» Data records
//! Producer side: push job envelopes onto queues

use serde_json::Value;
use tracing::{debug, info, instrument, Span};

use crate::codec::{self, CodecError, Payload};
use crate::keys::Keys;
use crate::persistence::{Connection, StoreError};
use crate::resource_pool::{Manager, PoolError, ResourcePool};

/// Enqueue errors
#[derive(Debug, thiserror::Error)]
pub enum EnqueueError {
    #[error("queue name must not be empty")]
    EmptyQueue,

    #[error("pool error: {0}")]
    Pool(#[from] PoolError),

    #[error("store error: {0}")]
    Store(#[from] StoreError),

    #[error("serialization error: {0}")]
    Codec(#[from] CodecError),
}

/// What an enqueue call did
#[derive(Debug, Clone, Copy, PartialEq, Eq)]
pub enum EnqueueOutcome {
    /// The job was pushed; `length` is the queue length afterwards
    Enqueued { length: usize },

    /// An identical job was already waiting, nothing was pushed
    Duplicate,
}

/// Pushes jobs onto queues
///
/// Cloning is cheap and shares the underlying pool.
pub struct Enqueuer<M: Manager> {
    pool: ResourcePool<M>,
    keys: Keys,
}

impl<M: Manager> Clone for Enqueuer<M> {
    fn clone(&self) -> Self {
        Self {
            pool: self.pool.clone(),
            keys: self.keys.clone(),
        }
    }
}

impl<M> Enqueuer<M>
where
    M: Manager,
    M::Resource: Connection,
{
    pub fn new(pool: ResourcePool<M>, keys: Keys) -> Self {
        Self { pool, keys }
    }

    /// Push `{class, args}` onto the tail of `queue`
    ///
    /// With `dedupe`, the queue is scanned first and the push is skipped if an
    /// entry with the same class and arguments is already waiting. The scan
    /// and the push are not atomic, so concurrent producers can still race a
    /// duplicate in.
    #[instrument(skip(self, args), fields(args = tracing::field::Empty))]
    pub async fn enqueue(
        &self,
        queue: &str,
        class: &str,
        args: Vec<Value>,
        dedupe: bool,
    ) -> Result<EnqueueOutcome, EnqueueError> {
        if queue.is_empty() {
            return Err(EnqueueError::EmptyQueue);
        }
        let payload = Payload::new(class, args);
        Span::current().record("args", payload.args_signature().as_str());
        let raw = codec::encode_payload(&payload)?;
        let key = self.keys.queue(queue);

        let mut conn = self.pool.acquire().await?;

        if dedupe {
            let scan = conn.lrange(&key, 0, -1).await;
            let waiting = conn.check(scan)?;
            if contains_job(&waiting, &payload) {
                info!("Not enqueueing duplicate job");
                return Ok(EnqueueOutcome::Duplicate);
            }
        }

        let pushed = conn.rpush(&key, &raw).await;
        let length = conn.check(pushed)?;
        debug!(length, "Enqueued job");
        Ok(EnqueueOutcome::Enqueued { length })
    }

    /// Push an already-built envelope without duplicate checks
    pub async fn push(&self, queue: &str, payload: &Payload) -> Result<usize, EnqueueError> {
        if queue.is_empty() {
            return Err(EnqueueError::EmptyQueue);
        }
        let raw = codec::encode_payload(payload)?;
        let mut conn = self.pool.acquire().await?;
        let pushed = conn.rpush(&self.keys.queue(queue), &raw).await;
        Ok(conn.check(pushed)?)
    }
}

/// Whether any decodable entry matches the candidate's class and arguments
fn contains_job(waiting: &[String], candidate: &Payload) -> bool {
    waiting
        .iter()
        .filter_map(|raw| codec::decode_payload(raw).ok())
        .any(|existing| existing.same_job(candidate))
}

» What to do
Scan the data for lines containing "pushed" and copy all of them.

» Expected answer
    /// The job was pushed; `length` is the queue length afterwards
    /// An identical job was already waiting, nothing was pushed
        let pushed = conn.rpush(&key, &raw).await;
        let length = conn.check(pushed)?;
        let pushed = conn.rpush(&self.keys.queue(queue), &raw).await;
        Ok(conn.check(pushed)?)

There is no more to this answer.